I left wondering what definitive pathogens we would find if we carried out post-mortem studies on fatal pneumonia cases in Kilifi, and how this would influence our clinical management of pneumonia. Would we only find the “traditional” bacteria we expect? Or would we be opened to a whole new world of “atypical” bacteria that we occasionally treat as a last ditch resort? Would we see that the recently introduced vaccine against the streptococcal pneumonia bacteria caused a significant reduction in one of the most common “traditional” pneumonia-causing bacteria? Would our very definition of “atypical” pathogens be challenged? Would we be more confident in administering relevant antimicrobial treatment – albeit a non-conventional approach – in a more timely manner? I also wondered how post-mortem findings would compare to the induced sputum test results we gather through PERCH, which get us as close as we can to the lung while the child is living, but are still unproven, and leave us wondering if we’re really getting at the source of the infection. Most importantly, I wondered if all this knowledge could be the answer needed to save lives, reduce unnecessary use of antibiotics that can lead to resistance, and decrease the burden of pneumonia morbidity in our paediatric ward?
Dr. Otieno demonstrates a nasopharyngeal swab during a training session.
At a clinical level, results from post-mortem studies are easily interpretable and could improve the outcome of pneumonia cases at our hospital. At the same time, they are often difficult because they require gaining consent from a grieving parent. But because I now understood the value of post-mortem studies in protecting all our children from fatal pneumonia, I went home with a stirring in my heart to test the waters of community acceptance. I was reminded of a common saying, “better the devil you know than the devil you do not know,” for despite the challenges associated with post-mortem studies, knowledge of the bugs causing pneumonia today would give us the best chance at saving lives in the future, rather than continuing to treat what we don’t know or what we only think we know.

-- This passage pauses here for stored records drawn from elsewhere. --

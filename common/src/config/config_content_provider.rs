use std::io::ErrorKind;
use std::path::PathBuf;

pub trait ConfigContentProvider {
    fn get_config_content(&self) -> Result<Option<String>, String>;
    fn set_config_content(&self, content: &str) -> Result<(), String>;
}

pub struct FileContentConfigProvider {
    file_path: PathBuf,
}

impl FileContentConfigProvider {
    pub fn new(file_path: impl Into<PathBuf>) -> Self {
        Self {
            file_path: file_path.into(),
        }
    }
}

impl ConfigContentProvider for FileContentConfigProvider {
    fn get_config_content(&self) -> Result<Option<String>, String> {
        match std::fs::read_to_string(&self.file_path) {
            Ok(content) => Ok(Some(content)),
            Err(err) if err.kind() == ErrorKind::NotFound => Ok(None),
            Err(err) => Err(format!(
                "Failed to read settings file {}: {}",
                self.file_path.display(),
                err
            )),
        }
    }

    fn set_config_content(&self, content: &str) -> Result<(), String> {
        std::fs::write(&self.file_path, content).map_err(|e| {
            format!(
                "Failed to write settings file {}: {}",
                self.file_path.display(),
                e
            )
        })
    }
}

I am grateful for the opportunity to visit another PERCH research site in South Africa and learn from my colleagues across the continent. I come away from the experience having realized that the value of postmortem analysis in pneumonia etiology studies cannot be understated. Working in this multi-site project has brought back the nostalgia of my internship year, including the steep learning curve, but also the accompanying fulfillment at the end of each day.
I also have a deeper appreciation that the PERCH study is indeed a landmark study. Working on this project has been an exciting experience and has given me the unique opportunity to be part of the global effort to protect millions of children around the world from pneumonia, and it has shaped my career trajectory towards pneumonia prevention strategies.